Stored items
════

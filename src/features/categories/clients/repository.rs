use async_trait::async_trait;
use serde::{Deserialize, Serialize};

use crate::core::error::Result;
use crate::features::categories::models::Category;

/// Body sent upstream when creating or replacing a category
#[derive(Debug, Clone, PartialEq, Serialize, Deserialize)]
pub struct UpsertCategoryRequest {
    pub name: String,
    pub slug: String,
    pub description: Option<String>,
    pub parent_id: Option<i64>,
    pub is_active: bool,
}

/// Source of truth for category records.
///
/// The catalog API owns persistence; this service only reads the flat list and
/// forwards mutations.
#[async_trait]
pub trait CategoryRepository: Send + Sync {
    /// All categories, including inactive and soft-deleted ones
    async fn list(&self) -> Result<Vec<Category>>;

    async fn create(&self, request: &UpsertCategoryRequest) -> Result<Category>;

    async fn update(&self, id: i64, request: &UpsertCategoryRequest) -> Result<Category>;

    async fn set_active(&self, id: i64, active: bool) -> Result<Category>;

    /// Soft delete
    async fn delete(&self, id: i64) -> Result<()>;

    async fn is_slug_available(&self, slug: &str, exclude_id: Option<i64>) -> Result<bool>;
}
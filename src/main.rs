mod core;
mod features;
mod shared;

use crate::core::config::Config;
use crate::core::middleware;
use crate::core::openapi::{ApiDoc, SwaggerInfoModifier};
use crate::features::categories::clients::{CatalogApiClient, CategoryRepository};
use crate::features::categories::{routes as categories_routes, CategoryService};
use axum::{extract::DefaultBodyLimit, middleware::from_fn, Router};
use std::sync::Arc;
use tower::ServiceBuilder;
use tower_http::request_id::{PropagateRequestIdLayer, SetRequestIdLayer};
use tower_http::trace::{DefaultOnRequest, DefaultOnResponse, TraceLayer};
use tracing::Level;
use tracing_subscriber::{layer::SubscriberExt, util::SubscriberInitExt};
use utoipa::Modify;
use utoipa::OpenApi;
use utoipa_swagger_ui::SwaggerUi;

fn main() -> anyhow::Result<()> {
    // Build Tokio runtime with configurable worker threads
    let worker_threads = std::env::var("TOKIO_WORKER_THREADS")
        .ok()
        .and_then(|s| s.parse().ok())
        .unwrap_or_else(|| {
            std::thread::available_parallelism()
                .map(|p| p.get())
                .unwrap_or(4)
        });

    let runtime = tokio::runtime::Builder::new_multi_thread()
        .worker_threads(worker_threads)
        .enable_all()
        .build()?;

    runtime.block_on(async_main(worker_threads))
}

async fn async_main(worker_threads: usize) -> anyhow::Result<()> {
    // Load .env file BEFORE initializing logger so RUST_LOG is available
    let _ = dotenvy::dotenv();

    tracing_subscriber::registry()
        .with(
            tracing_subscriber::EnvFilter::try_from_default_env().unwrap_or_else(|_| "info".into()),
        )
        .with(tracing_subscriber::fmt::layer())
        .init();

    let config = Config::from_env().map_err(|e| anyhow::anyhow!(e))?;

    tracing::info!(
        "Configuration loaded: tokio_worker_threads={}, pid={}",
        worker_threads,
        std::process::id()
    );

    // Category records live in the upstream catalog API
    let catalog_client = CatalogApiClient::new(config.catalog_api.clone())
        .map_err(|e| anyhow::anyhow!("Failed to initialize catalog API client: {}", e))?;
    tracing::info!("Catalog API client initialized: {}", catalog_client.base_url());

    let repository: Arc<dyn CategoryRepository> = Arc::new(catalog_client);
    let category_service = Arc::new(CategoryService::new(repository));
    tracing::info!("Category service initialized");

    // Build application router with dynamic swagger config
    let swagger_modifier = SwaggerInfoModifier {
        title: config.swagger.title.clone(),
        version: config.swagger.version.clone(),
        description: config.swagger.description.clone(),
    };

    let mut openapi = ApiDoc::openapi();
    swagger_modifier.modify(&mut openapi);

    let swagger = if let Some(credentials) = config.swagger.credentials() {
        tracing::info!("Swagger UI basic auth enabled");
        Router::new()
            .merge(SwaggerUi::new("/swagger-ui").url("/api-docs/openapi.json", openapi))
            .layer(from_fn(middleware::basic_auth_middleware(Arc::new(
                credentials,
            ))))
    } else {
        tracing::info!("Swagger UI basic auth disabled (no credentials configured)");
        Router::new().merge(SwaggerUi::new("/swagger-ui").url("/api-docs/openapi.json", openapi))
    };

    async fn health_check() -> axum::http::StatusCode {
        axum::http::StatusCode::OK
    }
    let health_route = Router::new().route("/health", axum::routing::get(health_check));

    let app = Router::new()
        .merge(swagger)
        .merge(categories_routes::public_routes(Arc::clone(&category_service)))
        .nest(
            "/api/admin",
            categories_routes::admin_routes(Arc::clone(&category_service)),
        )
        .merge(health_route)
        .layer(
            ServiceBuilder::new()
                // Generate X-Request-Id using UUID v7 (or use client-provided one)
                .layer(SetRequestIdLayer::x_request_id(middleware::MakeRequestUuid))
                .layer(
                    TraceLayer::new_for_http()
                        .make_span_with(middleware::MakeSpanWithRequestId)
                        .on_request(DefaultOnRequest::new().level(Level::INFO))
                        .on_response(DefaultOnResponse::new().level(Level::INFO)),
                )
                // Propagate X-Request-Id to response headers
                .layer(PropagateRequestIdLayer::x_request_id())
                .layer(middleware::cors_layer(
                    config.app.cors_allowed_origins.clone(),
                ))
                .layer(DefaultBodyLimit::max(config.app.max_request_body_size)),
        );

    // Start server
    let addr = config.app.server_address();
    let socket_addr: std::net::SocketAddr = addr
        .parse()
        .map_err(|e| anyhow::anyhow!("Invalid address: {}", e))?;

    let socket = socket2::Socket::new(
        socket2::Domain::for_address(socket_addr),
        socket2::Type::STREAM,
        Some(socket2::Protocol::TCP),
    )?;

    socket.set_reuse_address(true)?;
    socket.set_nodelay(true)?;
    socket.set_nonblocking(true)?;
    socket.bind(&socket_addr.into())?;
    socket.listen(1024)?;

    let listener = tokio::net::TcpListener::from_std(socket.into())?;
    tracing::info!("Server listening on http://{}", addr);
    tracing::info!("Swagger UI available at http://{}/swagger-ui/", addr);

    axum::serve(listener, app).await?;

    Ok(())
}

════

→ **Problem to solve**
If a line in the records above includes the string "description", copy it.

→ **Output**
    pub description: Option<String>,
        description: config.swagger.description.clone(),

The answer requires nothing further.